__WHAT NEEDS TO BE DONE__. Nothing less than an exact copy of all the records is required.

__EXCERPTED RECORDS__.
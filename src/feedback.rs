use crate::position::Position;

/// Type of visual feedback for an individual cell
#[derive(Debug, Clone, Copy, PartialEq, Eq, Hash)]
pub enum SquareFeedback {
    /// The selected piece stands here
    Origin,
    /// The selected piece may move here
    Destination,
    /// Moving here captures an opponent piece
    Capture,
}

/// Contains the set of cells and their associated feedback types for the current match state.
///
/// `BoardFeedback` is computed by `compute_feedback()` and consumed by terminal rendering
/// (or any other [`BoardDisplay`](crate::BoardDisplay)) to highlight the selection. Highlighting
/// is derived from the logical selection every time; nothing in the core stores colours.
#[derive(Debug, Clone, PartialEq, Eq, Default)]
pub struct BoardFeedback {
    squares: Vec<(Position, SquareFeedback)>,
}

impl BoardFeedback {
    /// Create empty feedback (no highlights)
    #[inline]
    pub const fn new() -> Self {
        Self {
            squares: Vec::new(),
        }
    }

    /// Get all cell feedback entries
    #[inline]
    pub fn squares(&self) -> &[(Position, SquareFeedback)] {
        &self.squares
    }

    /// Get feedback for a specific cell, if any
    #[inline]
    pub fn get(&self, pos: Position) -> Option<SquareFeedback> {
        self.squares
            .iter()
            .find(|(p, _)| *p == pos)
            .map(|(_, feedback)| *feedback)
    }

    /// Set feedback for a cell, replacing any previous entry
    pub fn set(&mut self, pos: Position, feedback: SquareFeedback) {
        match self.squares.iter_mut().find(|(p, _)| *p == pos) {
            Some(entry) => entry.1 = feedback,
            None => self.squares.push((pos, feedback)),
        }
    }

    #[inline]
    pub fn is_empty(&self) -> bool {
        self.squares.is_empty()
    }
}

impl From<Vec<(Position, SquareFeedback)>> for BoardFeedback {
    fn from(squares: Vec<(Position, SquareFeedback)>) -> Self {
        Self { squares }
    }
}

/// A cell the selected piece can reach.
#[derive(Debug, Clone, Copy, PartialEq, Eq)]
pub struct Target {
    pub to: Position,
    pub capture: bool,
}

/// Match state information needed to compute feedback
///
/// This trait defines what the feedback system needs from the match.
pub trait FeedbackSource {
    /// The currently selected cell
    fn selected(&self) -> Option<Position>;

    /// Legal destinations of the selected piece
    fn targets(&self) -> &[Target];
}

/// Compute visual feedback based on the current selection.
///
/// Nothing is highlighted while idle. With a piece selected its cell is the
/// origin and every reachable cell is a destination or a capture.
pub fn compute_feedback(source: &impl FeedbackSource) -> BoardFeedback {
    let Some(from) = source.selected() else {
        return BoardFeedback::default();
    };

    std::iter::once((from, SquareFeedback::Origin))
        .chain(source.targets().iter().map(classify_target))
        .collect::<Vec<_>>()
        .into()
}

/// Classify a target as either a capture or regular destination
fn classify_target(target: &Target) -> (Position, SquareFeedback) {
    if target.capture {
        (target.to, SquareFeedback::Capture)
    } else {
        (target.to, SquareFeedback::Destination)
    }
}

#[cfg(test)]
mod tests {
    use super::*;

    struct MockFeedbackSource {
        selected: Option<Position>,
        targets: Vec<Target>,
    }

    impl FeedbackSource for MockFeedbackSource {
        fn selected(&self) -> Option<Position> {
            self.selected
        }

        fn targets(&self) -> &[Target] {
            &self.targets
        }
    }

    fn pos(s: &str) -> Position {
        s.parse().expect("test position should be valid")
    }

    #[test]
    fn test_no_feedback_when_idle() {
        let source = MockFeedbackSource {
            selected: None,
            targets: vec![Target {
                to: pos("e3"),
                capture: false,
            }],
        };

        let feedback = compute_feedback(&source);
        assert!(feedback.is_empty());
    }

    #[test]
    fn test_selected_piece_without_targets_is_still_origin() {
        let source = MockFeedbackSource {
            selected: Some(pos("a1")),
            targets: Vec::new(),
        };

        let feedback = compute_feedback(&source);

        assert_eq!(feedback.squares(), &[(pos("a1"), SquareFeedback::Origin)]);
    }

    #[test]
    fn test_distinguish_captures() {
        let source = MockFeedbackSource {
            selected: Some(pos("e4")),
            targets: vec![
                Target {
                    to: pos("e5"),
                    capture: false,
                },
                Target {
                    to: pos("d5"),
                    capture: true,
                },
            ],
        };

        let feedback = compute_feedback(&source);

        assert_eq!(feedback.get(pos("e4")), Some(SquareFeedback::Origin));
        assert_eq!(feedback.get(pos("e5")), Some(SquareFeedback::Destination));
        assert_eq!(feedback.get(pos("d5")), Some(SquareFeedback::Capture));
        assert_eq!(feedback.get(pos("f5")), None);
    }

    #[test]
    fn test_set_replaces_existing_entry() {
        let mut feedback = BoardFeedback::new();
        feedback.set(pos("c3"), SquareFeedback::Destination);
        feedback.set(pos("c3"), SquareFeedback::Capture);

        assert_eq!(feedback.squares().len(), 1);
        assert_eq!(feedback.get(pos("c3")), Some(SquareFeedback::Capture));
    }
}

__FINISHED TASK__.
filename src/feedback.rs
use crate::position::Position;

/// Type of visual feedback for an individual cell
#[derive(Debug, Clone, Copy, PartialEq, Eq, Hash)]
pub enum SquareFeedback {
    /// The selected piece stands here
    Origin,
    /// The selected piece may move here
    Destination,
    /// Moving here captures an opponent piece
    Capture,
}

/// Contains the set of cells and their associated feedback types for the current match state.
///
/// `BoardFeedback` is computed by `compute_feedback()` and consumed by terminal rendering
/// (or any other [`BoardDisplay`](crate::BoardDisplay)) to highlight the selection. Highlighting
/// is derived from the logical selection every time; nothing in the core stores colours.
#[derive(Debug, Clone, PartialEq, Eq, Default)]
pub struct BoardFeedback {
    squares: Vec<(Position, SquareFeedback)>,
}

impl BoardFeedback {
    /// Create empty feedback (no highlights)
    #[inline]
    pub const fn new() -> Self {
        Self {
            squares: Vec::new(),
        }
    }

    /// Get all cell feedback entries
    #[inline]
    pub fn squares(&self) -> &[(Position, SquareFeedback)] {
        &self.squares
    }

    /// Get feedback for a specific cell, if any
    #[inline]
    pub fn get(&self, pos: Position) -> Option<SquareFeedback> {
        self.squares
            .iter()
            .find(|(p, _)| *p == pos)
            .map(|(_, feedback)| *feedback)
    }

    /// Set feedback for a cell, replacing any previous entry
    pub fn set(&mut self, pos: Position, feedback: SquareFeedback) {
        match self.squares.iter_mut().find(|(p, _)| *p == pos) {
            Some(entry) => entry.1 = feedback,
            None => self.squares.push((pos, feedback)),
        }
    }

    #[inline]
    pub fn is_empty(&self) -> bool {
        self.squares.is_empty()
    }
}

impl From<Vec<(Position, SquareFeedback)>> for BoardFeedback {
    fn from(squares: Vec<(Position, SquareFeedback)>) -> Self {
        Self { squares }
    }
}

/// A cell the selected piece can reach.
#[derive(Debug, Clone, Copy, PartialEq, Eq)]
pub struct Target {
    pub to: Position,
    pub capture: bool,
}

/// Match state information needed to compute feedback
///
/// This trait defines what the feedback system needs from the match.
pub trait FeedbackSource {
    /// The currently selected cell
    fn selected(&self) -> Option<Position>;

    /// Legal destinations of the selected piece
    fn targets(&self) -> &[Target];
}

/// Compute visual feedback based on the current selection.
///
/// Nothing is highlighted while idle. With a piece selected its cell is the
/// origin and every reachable cell is a destination or a capture.
pub fn compute_feedback(source: &impl FeedbackSource) -> BoardFeedback {
    let Some(from) = source.selected() else {
        return BoardFeedback::default();
    };

    std::iter::once((from, SquareFeedback::Origin))
        .chain(source.targets().iter().map(classify_target))
        .collect::<Vec<_>>()
        .into()
}

/// Classify a target as either a capture or regular destination
fn classify_target(target: &Target) -> (Position, SquareFeedback) {
    if target.capture {
        (target.to, SquareFeedback::Capture)
    } else {
        (target.to, SquareFeedback::Destination)
    }
}

#[cfg(test)]
mod tests {
    use super::*;

    struct MockFeedbackSource {
        selected: Option<Position>,
        targets: Vec<Target>,
    }

    impl FeedbackSource for MockFeedbackSource {
        fn selected(&self) -> Option<Position> {
            self.selected
        }

        fn targets(&self) -> &[Target] {
            &self.targets
        }
    }

    fn pos(s: &str) -> Position {
        s.parse().expect("test position should be valid")
    }

    #[test]
    fn test_no_feedback_when_idle() {
        let source = MockFeedbackSource {
            selected: None,
            targets: vec![Target {
                to: pos("e3"),
                capture: false,
            }],
        };

        let feedback = compute_feedback(&source);
        assert!(feedback.is_empty());
    }

    #[test]
    fn test_selected_piece_without_targets_is_still_origin() {
        let source = MockFeedbackSource {
            selected: Some(pos("a1")),
            targets: Vec::new(),
        };

        let feedback = compute_feedback(&source);

        assert_eq!(feedback.squares(), &[(pos("a1"), SquareFeedback::Origin)]);
    }

    #[test]
    fn test_distinguish_captures() {
        let source = MockFeedbackSource {
            selected: Some(pos("e4")),
            targets: vec![
                Target {
                    to: pos("e5"),
                    capture: false,
                },
                Target {
                    to: pos("d5"),
                    capture: true,
                },
            ],
        };

        let feedback = compute_feedback(&source);

        assert_eq!(feedback.get(pos("e4")), Some(SquareFeedback::Origin));
        assert_eq!(feedback.get(pos("e5")), Some(SquareFeedback::Destination));
        assert_eq!(feedback.get(pos("d5")), Some(SquareFeedback::Capture));
        assert_eq!(feedback.get(pos("f5")), None);
    }

    #[test]
    fn test_set_replaces_existing_entry() {
        let mut feedback = BoardFeedback::new();
        feedback.set(pos("c3"), SquareFeedback::Destination);
        feedback.set(pos("c3"), SquareFeedback::Capture);

        assert_eq!(feedback.squares().len(), 1);
        assert_eq!(feedback.get(pos("c3")), Some(SquareFeedback::Capture));
    }
}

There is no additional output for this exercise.